I leave that for you to decide, dear reader. I’ve got some important rambling to do.
In my life, out of everyone I’ve ever met with whom I’ve had a conversation regarding films, I know of only one person who hasn’t seen Star Wars. One. In twenty-some years. If that’s not an indication of quite how entrenched into our culture this film has become, I don’t know what is. It’s everywhere. From an early age kids have already mastered the art of sounding like Darth Vader by cupping their hands over their mouths and breathing heavily. I suspect that by the year 2025 the evolution of the Star Wars phenomenon will have reached such a point that children still in the womb will have the script of the film genetically encoded into their very brains.
It’s impossible to deny the impact this film has had, but in many ways, the original film has somehow been lost behind a stream of toys, games, sequels, cartoons, books, Legos and Han/Luke slashfiction that is quite simply not recommended unless you want your mind reduced to a recoiling puddle of horror and disgust. It kind of lurks in the corner, reminding everyone that it’s there while at the same time not really being important enough any more to command the attention of people who would much rather slice each other up online playing Jedi Academy than actually watch the film.
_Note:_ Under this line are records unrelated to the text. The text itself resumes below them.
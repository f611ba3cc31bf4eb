//! The outer loop walks the grid of chemical-potential offsets. At each grid
//! point it re-initializes the DMFT engine, retries stalled solves on an
//! extended iteration budget, and persists the point's hybridization function
//! and physical self-energy under an offset-keyed filename.

mod convergence;
mod methods;

pub(crate) use convergence::Convergence;
pub(crate) use methods::Sweep;

use crate::{
    impurity::SolverEnsemble, self_energy::LocalModel, spectral::{EnergySpace, MatsubaraSpace},
    BuildError, IOError, SolveError,
};
use miette::Diagnostic;
use std::path::PathBuf;

/// Errors terminating a sweep
#[derive(thiserror::Error, Debug, Diagnostic)]
pub(crate) enum OuterLoopError {
    /// The configuration was rejected before any solver work
    #[error(transparent)]
    Build(#[from] BuildError),
    /// A DMFT iteration diverged
    #[error(transparent)]
    Solve(#[from] SolveError),
    /// An artifact could not be written
    #[error(transparent)]
    Io(#[from] IOError),
}

/// Identifies one grid point by its offset in fixed-point 1e-4 units.
///
/// The integer representation keys the retry loop and the artifact filenames;
/// rendering to the conventional four-decimal label happens only at the
/// persistence boundary.
#[derive(Clone, Copy, Debug, PartialEq, Eq, Hash, PartialOrd, Ord)]
pub(crate) struct GridKey(i64);

impl GridKey {
    pub(crate) fn from_offset(offset: f64) -> Self {
        Self((offset * 1e4).round() as i64)
    }

    pub(crate) fn offset(&self) -> f64 {
        self.0 as f64 / 1e4
    }

    /// The four-decimal label consumed by later pipeline stages
    pub(crate) fn label(&self) -> String {
        format!("{:.4}", self.offset())
    }
}

/// Terminal status of one grid point. `Exhausted` marks output persisted
/// without a converged solve backing it.
#[derive(Clone, Copy, Debug, PartialEq, Eq)]
pub(crate) enum SweepStatus {
    Converged,
    Exhausted,
}

/// What happened at a single grid point
#[derive(Debug, Clone)]
pub(crate) struct GridPointReport {
    pub(crate) key: GridKey,
    pub(crate) status: SweepStatus,
    pub(crate) iterations: usize,
}

/// The full sweep outcome, one entry per grid point in sweep order
#[derive(Debug, Clone, Default)]
pub(crate) struct SweepReport {
    pub(crate) points: Vec<GridPointReport>,
}

impl SweepReport {
    pub(crate) fn all_converged(&self) -> bool {
        self.points
            .iter()
            .all(|p| p.status == SweepStatus::Converged)
    }
}

/// Where the sweep writes its artifacts
#[derive(Debug, Clone)]
pub(crate) struct OutputLayout {
    pub(crate) delta_directory: PathBuf,
    pub(crate) sigma_directory: PathBuf,
    pub(crate) mu_file: PathBuf,
}

/// A structure holding the information to carry out the chemical-potential sweep
pub(crate) struct OuterLoop<'a> {
    /// The convergence information for the outer loop and the spawned DMFT engines
    convergence_settings: &'a Convergence,
    /// The static lattice block shared by every grid point
    local_model: &'a LocalModel<'a>,
    /// The imaginary-frequency grid the self-consistency runs on
    matsubara: &'a MatsubaraSpace,
    /// The real-axis grid the physical self-energy is sampled on
    energies: &'a EnergySpace,
    /// The impurity solvers, re-fitted at every grid point
    ensemble: SolverEnsemble,
    /// Per-impurity target occupancies for the adaptive-μ search
    occupancy_targets: Vec<f64>,
    /// The base chemical potential the offsets are measured from
    base_mu: f64,
    /// Static interaction seed for the initial hybridization guess
    seed_interaction: f64,
    /// Artifact destinations
    output: OutputLayout,
}

/// Builder struct for the outer loop
pub(crate) struct OuterLoopBuilder<
    RefConvergenceSettings,
    RefLocalModel,
    RefMatsubara,
    RefEnergies,
> {
    convergence_settings: RefConvergenceSettings,
    local_model: RefLocalModel,
    matsubara: RefMatsubara,
    energies: RefEnergies,
    ensemble: Option<SolverEnsemble>,
    occupancy_targets: Vec<f64>,
    base_mu: f64,
    seed_interaction: f64,
    output: Option<OutputLayout>,
}

impl OuterLoopBuilder<(), (), (), ()> {
    /// Initialise an empty OuterLoopBuilder
    pub(crate) fn new() -> Self {
        Self {
            convergence_settings: (),
            local_model: (),
            matsubara: (),
            energies: (),
            ensemble: None,
            occupancy_targets: Vec::new(),
            base_mu: 0.,
            seed_interaction: 0.,
            output: None,
        }
    }
}

impl<RefConvergenceSettings, RefLocalModel, RefMatsubara, RefEnergies>
    OuterLoopBuilder<RefConvergenceSettings, RefLocalModel, RefMatsubara, RefEnergies>
{
    /// Attach convergence information for the outer loop and the inner DMFT engines
    pub(crate) fn with_convergence_settings<ConvergenceSettings>(
        self,
        convergence_settings: &ConvergenceSettings,
    ) -> OuterLoopBuilder<&ConvergenceSettings, RefLocalModel, RefMatsubara, RefEnergies> {
        OuterLoopBuilder {
            convergence_settings,
            local_model: self.local_model,
            matsubara: self.matsubara,
            energies: self.energies,
            ensemble: self.ensemble,
            occupancy_targets: self.occupancy_targets,
            base_mu: self.base_mu,
            seed_interaction: self.seed_interaction,
            output: self.output,
        }
    }

    /// Attach the corrected lattice block
    pub(crate) fn with_local_model<LocalModel>(
        self,
        local_model: &LocalModel,
    ) -> OuterLoopBuilder<RefConvergenceSettings, &LocalModel, RefMatsubara, RefEnergies> {
        OuterLoopBuilder {
            convergence_settings: self.convergence_settings,
            local_model,
            matsubara: self.matsubara,
            energies: self.energies,
            ensemble: self.ensemble,
            occupancy_targets: self.occupancy_targets,
            base_mu: self.base_mu,
            seed_interaction: self.seed_interaction,
            output: self.output,
        }
    }

    /// Attach the Matsubara grid
    pub(crate) fn with_matsubara<Matsubara>(
        self,
        matsubara: &Matsubara,
    ) -> OuterLoopBuilder<RefConvergenceSettings, RefLocalModel, &Matsubara, RefEnergies> {
        OuterLoopBuilder {
            convergence_settings: self.convergence_settings,
            local_model: self.local_model,
            matsubara,
            energies: self.energies,
            ensemble: self.ensemble,
            occupancy_targets: self.occupancy_targets,
            base_mu: self.base_mu,
            seed_interaction: self.seed_interaction,
            output: self.output,
        }
    }

    /// Attach the real-axis energy grid
    pub(crate) fn with_energies<Energies>(
        self,
        energies: &Energies,
    ) -> OuterLoopBuilder<RefConvergenceSettings, RefLocalModel, RefMatsubara, &Energies> {
        OuterLoopBuilder {
            convergence_settings: self.convergence_settings,
            local_model: self.local_model,
            matsubara: self.matsubara,
            energies,
            ensemble: self.ensemble,
            occupancy_targets: self.occupancy_targets,
            base_mu: self.base_mu,
            seed_interaction: self.seed_interaction,
            output: self.output,
        }
    }

    /// Hand over the impurity solver ensemble
    pub(crate) fn with_solver_ensemble(mut self, ensemble: SolverEnsemble) -> Self {
        self.ensemble = Some(ensemble);
        self
    }

    /// Per-impurity target occupancies
    pub(crate) fn with_occupancy_targets(mut self, occupancy_targets: Vec<f64>) -> Self {
        self.occupancy_targets = occupancy_targets;
        self
    }

    /// The base chemical potential the sweep offsets are measured from
    pub(crate) fn with_base_mu(mut self, base_mu: f64) -> Self {
        self.base_mu = base_mu;
        self
    }

    /// Static interaction seed for the initial hybridization guess
    pub(crate) fn with_seed_interaction(mut self, seed_interaction: f64) -> Self {
        self.seed_interaction = seed_interaction;
        self
    }

    /// Artifact destinations
    pub(crate) fn with_output(mut self, output: OutputLayout) -> Self {
        self.output = Some(output);
        self
    }
}

impl<'a> OuterLoopBuilder<&'a Convergence, &'a LocalModel<'a>, &'a MatsubaraSpace, &'a EnergySpace> {
    /// Build out the OuterLoop, checking the pieces line up
    pub(crate) fn build(self) -> Result<OuterLoop<'a>, BuildError> {
        let ensemble = self.ensemble.ok_or_else(|| {
            BuildError::Configuration("the outer loop needs a solver ensemble".into())
        })?;
        let output = self.output.ok_or_else(|| {
            BuildError::Configuration("the outer loop needs an output layout".into())
        })?;
        let num_impurities = self.local_model.equivalence().num_impurities();
        if ensemble.len() != num_impurities {
            return Err(BuildError::Configuration(format!(
                "{} solvers for {} inequivalent impurities",
                ensemble.len(),
                num_impurities
            )));
        }
        if self.occupancy_targets.len() != num_impurities {
            return Err(BuildError::Configuration(format!(
                "{} occupancy targets for {} inequivalent impurities",
                self.occupancy_targets.len(),
                num_impurities
            )));
        }
        Ok(OuterLoop {
            convergence_settings: self.convergence_settings,
            local_model: self.local_model,
            matsubara: self.matsubara,
            energies: self.energies,
            ensemble,
            occupancy_targets: self.occupancy_targets,
            base_mu: self.base_mu,
            seed_interaction: self.seed_interaction,
            output,
        })
    }
}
So, is it actually worth all the fuss that people have caused over it? I mean, it’s nearly 30 years old now (isn’t that a scary thought?). Will it still stand up to scrutiny in this modern world of “a film’s not cool unless 33,427 different things have exploded within its allotted running time”?
Now I’m not even going to bother with a plot summary here; if you’ve seen the film, you don’t need it. If you haven’t, chances are you’re not going to watch it anyway, and you’re just reading this because you’re bored and you just finished reading all the instructions on the back of your cereal boxes and this was next on your priority list for entertainment. Besides, the summary capsule above pretty much has me covered, so I’m not going to waste any more of my time or yours.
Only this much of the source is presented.